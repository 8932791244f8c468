#![allow(clippy::unwrap_used, clippy::expect_used)]

use std::sync::{Arc, mpsc};
use std::time::{Duration, Instant};

use looprtc::{
    call::{CallController, CallError, CallStatus, MemoryRenderSink},
    config::CallConfig,
    ice::{
        ConnectivityState, IceApplicationError, IceCandidate, candidate_info::CandidateInfo,
        ice_settings::IceSettings,
    },
    log::{MemoryLogSink, NoopLogSink, log_level::LogLevel, log_sink::LogSink},
    media::{
        MediaTrack, TrackKind,
        synthetic_capture::{Permission, SyntheticCapture},
    },
    negotiation::{NegotiationCoordinator, NegotiationError, NegotiationStep, OfferOptions},
    peer::{
        CandidateDisposition, PeerConnection, PeerEvent, PeerId, SignalingError, SignalingState,
    },
};

fn settings() -> IceSettings {
    IceSettings {
        host_candidates: 2,
        check_delay: Duration::from_millis(20),
        check_timeout: Duration::from_millis(1000),
    }
}

fn pair() -> (PeerConnection, PeerConnection, mpsc::Receiver<(PeerId, PeerEvent)>) {
    let (tx, rx) = mpsc::channel();
    let log: Arc<dyn LogSink> = Arc::new(NoopLogSink);
    let local = PeerConnection::new(PeerId::Local, settings(), tx.clone(), log.clone());
    let remote = PeerConnection::new(PeerId::Remote, settings(), tx, log);
    (local, remote, rx)
}

fn host_candidate(origin: PeerId, port: u16, ufrag: &str) -> IceCandidate {
    let info = CandidateInfo::host(([127, 0, 0, 1], port).into(), 1, 65535);
    IceCandidate::new(origin, &info, "0", 0, ufrag)
}

#[test]
fn denied_permission_never_enables_call() {
    let backend = SyntheticCapture::new(Permission::Denied, Some((1280, 720)), true);
    let log = Arc::new(MemoryLogSink::new());
    let mut ctl = CallController::new(
        CallConfig::default(),
        Box::new(backend),
        Arc::new(MemoryRenderSink::new()),
        log.clone(),
    );

    assert!(matches!(ctl.start_media(), Err(CallError::Acquisition(_))));
    assert_eq!(ctl.status(), CallStatus::Idle);
    assert!(!ctl.control_state().call);
    assert!(log.contains(LogLevel::Error, "permission-denied"));
}

#[test]
fn full_call_connects_and_end_releases_every_track() {
    let backend = SyntheticCapture::default();
    let activity = backend.activity();
    let render = Arc::new(MemoryRenderSink::new());
    let mut ctl = CallController::new(
        CallConfig::default(),
        Box::new(backend),
        render.clone(),
        Arc::new(NoopLogSink),
    );

    ctl.start_media().unwrap();
    let t0 = Instant::now();
    ctl.place_call_at(t0).unwrap();
    for i in 0..400 {
        ctl.poll_at(t0 + Duration::from_millis(i * 5));
        if ctl.status() == CallStatus::Connected {
            break;
        }
    }
    assert_eq!(ctl.status(), CallStatus::Connected);
    assert_eq!(render.showing("remoteVideo").len(), 1);
    assert!(ctl.live_track_count() > 0);

    ctl.end_call().unwrap();
    assert_eq!(ctl.status(), CallStatus::Ended);
    assert_eq!(ctl.live_track_count(), 0);
    assert_eq!(activity.active_devices(), 0);
    assert!(render.showing("localVideo").is_empty());
    assert!(render.showing("remoteVideo").is_empty());
}

#[test]
fn malformed_candidate_is_reported_and_call_still_connects() {
    let log = Arc::new(MemoryLogSink::new());
    let mut c = NegotiationCoordinator::new(&settings(), log.clone());
    c.peer_mut(PeerId::Local)
        .add_track(MediaTrack::new(TrackKind::Video, "cam"))
        .unwrap();
    c.start_negotiation(&OfferOptions::default()).unwrap();

    let t0 = Instant::now();
    let mut step = 0;
    while c.pending_step().is_some() && step < 20 {
        c.poll(t0);
        step += 1;
    }
    assert!(c.pending_step().is_none());

    let mut garbage = host_candidate(PeerId::Remote, 9, "x");
    garbage.candidate = "candidate:not a candidate".to_owned();
    assert!(matches!(
        c.relay_candidate(garbage),
        Err(IceApplicationError::Malformed(_))
    ));

    for i in 0..200 {
        c.poll(t0 + Duration::from_millis(i * 5));
        if c.both_connected() {
            break;
        }
    }
    assert!(c.both_connected());
    assert_eq!(
        c.peer(PeerId::Remote).connectivity_state(),
        ConnectivityState::Connected
    );
}

#[test]
fn offer_answer_round_trip_reaches_stable() {
    let (mut local, mut remote, _rx) = pair();
    local
        .add_track(MediaTrack::new(TrackKind::Video, "cam"))
        .unwrap();

    let offer = local.create_offer(&OfferOptions::default()).unwrap();
    local.set_local_description(&offer).unwrap();
    assert_eq!(local.signaling_state(), SignalingState::HaveLocalOffer);
    // Re-applying the same offer changes nothing.
    local.set_local_description(&offer).unwrap();

    remote.set_remote_description(&offer).unwrap();
    assert_eq!(remote.signaling_state(), SignalingState::HaveRemoteOffer);
    let answer = remote.create_answer().unwrap();
    remote.set_local_description(&answer).unwrap();
    local.set_remote_description(&answer).unwrap();

    assert_eq!(local.signaling_state(), SignalingState::Stable);
    assert_eq!(remote.signaling_state(), SignalingState::Stable);
}

#[test]
fn create_answer_without_remote_offer_fails() {
    let (_local, mut remote, _rx) = pair();
    let cause = remote.create_answer().unwrap_err();
    assert_eq!(cause, SignalingError::NoRemoteOffer);
    assert_eq!(remote.signaling_state(), SignalingState::New);

    let err = NegotiationError::new(NegotiationStep::CreateAnswer, cause);
    assert_eq!(err.side, PeerId::Remote);
    assert!(err.to_string().starts_with("createAnswer failed on remote"));
}

#[test]
fn early_candidates_are_buffered_until_both_descriptions() {
    let (mut local, mut remote, _rx) = pair();
    local
        .add_track(MediaTrack::new(TrackKind::Video, "cam"))
        .unwrap();
    let offer = local.create_offer(&OfferOptions::default()).unwrap();
    local.set_local_description(&offer).unwrap();

    let early = host_candidate(PeerId::Local, 50_000, local.local_ufrag());
    assert_eq!(
        remote.add_ice_candidate(early.clone()),
        Ok(CandidateDisposition::Buffered)
    );
    remote.set_remote_description(&offer).unwrap();
    assert_eq!(remote.buffered_candidate_count(), 1);

    let answer = remote.create_answer().unwrap();
    remote.set_local_description(&answer).unwrap();
    assert_eq!(remote.buffered_candidate_count(), 0);
    assert_eq!(remote.applied_remote_candidates().len(), 1);
    assert_eq!(remote.signaling_state(), SignalingState::Stable);

    // A duplicate is accepted but not applied twice.
    assert_eq!(
        remote.add_ice_candidate(early),
        Ok(CandidateDisposition::Applied)
    );
    assert_eq!(remote.applied_remote_candidates().len(), 1);
}

#[test]
fn closing_twice_is_harmless() {
    let (mut local, _remote, _rx) = pair();
    assert!(local.close());
    assert!(!local.close());
    assert_eq!(local.signaling_state(), SignalingState::Closed);
    assert_eq!(
        local.add_ice_candidate(host_candidate(PeerId::Remote, 50_001, "abcd")),
        Ok(CandidateDisposition::Dropped)
    );
    assert_eq!(
        local.create_offer(&OfferOptions::default()),
        Err(SignalingError::Closed)
    );
}
use std::{
    sync::OnceLock,
    time::{Duration, Instant},
};

static PROCESS_START: OnceLock<Instant> = OnceLock::new();

/// Instant the trace clock counts from. Pinned on first use, so binaries call
/// this as early as possible in `main`.
pub fn process_start() -> Instant {
    *PROCESS_START.get_or_init(Instant::now)
}

/// Time elapsed since [`process_start`].
#[must_use]
pub fn since_start() -> Duration {
    process_start().elapsed()
}

/// Renders a duration as seconds with millisecond precision (`12.345`).
#[must_use]
pub fn format_secs(elapsed: Duration) -> String {
    format!("{:.3}", elapsed.as_secs_f64())
}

— Problem requirements —
From the beginning of the listing above down to the line with "fn host_candidate(origin: PeerId, port: u16, ufrag: &str)", every line should be restated exactly.

— Final answer —
repository 8932791244f8c468
#![allow(clippy::unwrap_used, clippy::expect_used)]

use std::sync::{Arc, mpsc};
use std::time::{Duration, Instant};

use looprtc::{
    call::{CallController, CallError, CallStatus, MemoryRenderSink},
    config::CallConfig,
    ice::{
        ConnectivityState, IceApplicationError, IceCandidate, candidate_info::CandidateInfo,
        ice_settings::IceSettings,
    },
    log::{MemoryLogSink, NoopLogSink, log_level::LogLevel, log_sink::LogSink},
    media::{
        MediaTrack, TrackKind,
        synthetic_capture::{Permission, SyntheticCapture},
    },
    negotiation::{NegotiationCoordinator, NegotiationError, NegotiationStep, OfferOptions},
    peer::{
        CandidateDisposition, PeerConnection, PeerEvent, PeerId, SignalingError, SignalingState,
    },
};

fn settings() -> IceSettings {
    IceSettings {
        host_candidates: 2,
        check_delay: Duration::from_millis(20),
        check_timeout: Duration::from_millis(1000),
    }
}

fn pair() -> (PeerConnection, PeerConnection, mpsc::Receiver<(PeerId, PeerEvent)>) {
    let (tx, rx) = mpsc::channel();
    let log: Arc<dyn LogSink> = Arc::new(NoopLogSink);
    let local = PeerConnection::new(PeerId::Local, settings(), tx.clone(), log.clone());
    let remote = PeerConnection::new(PeerId::Remote, settings(), tx, log);
    (local, remote, rx)
}

fn host_candidate(origin: PeerId, port: u16, ufrag: &str) -> IceCandidate {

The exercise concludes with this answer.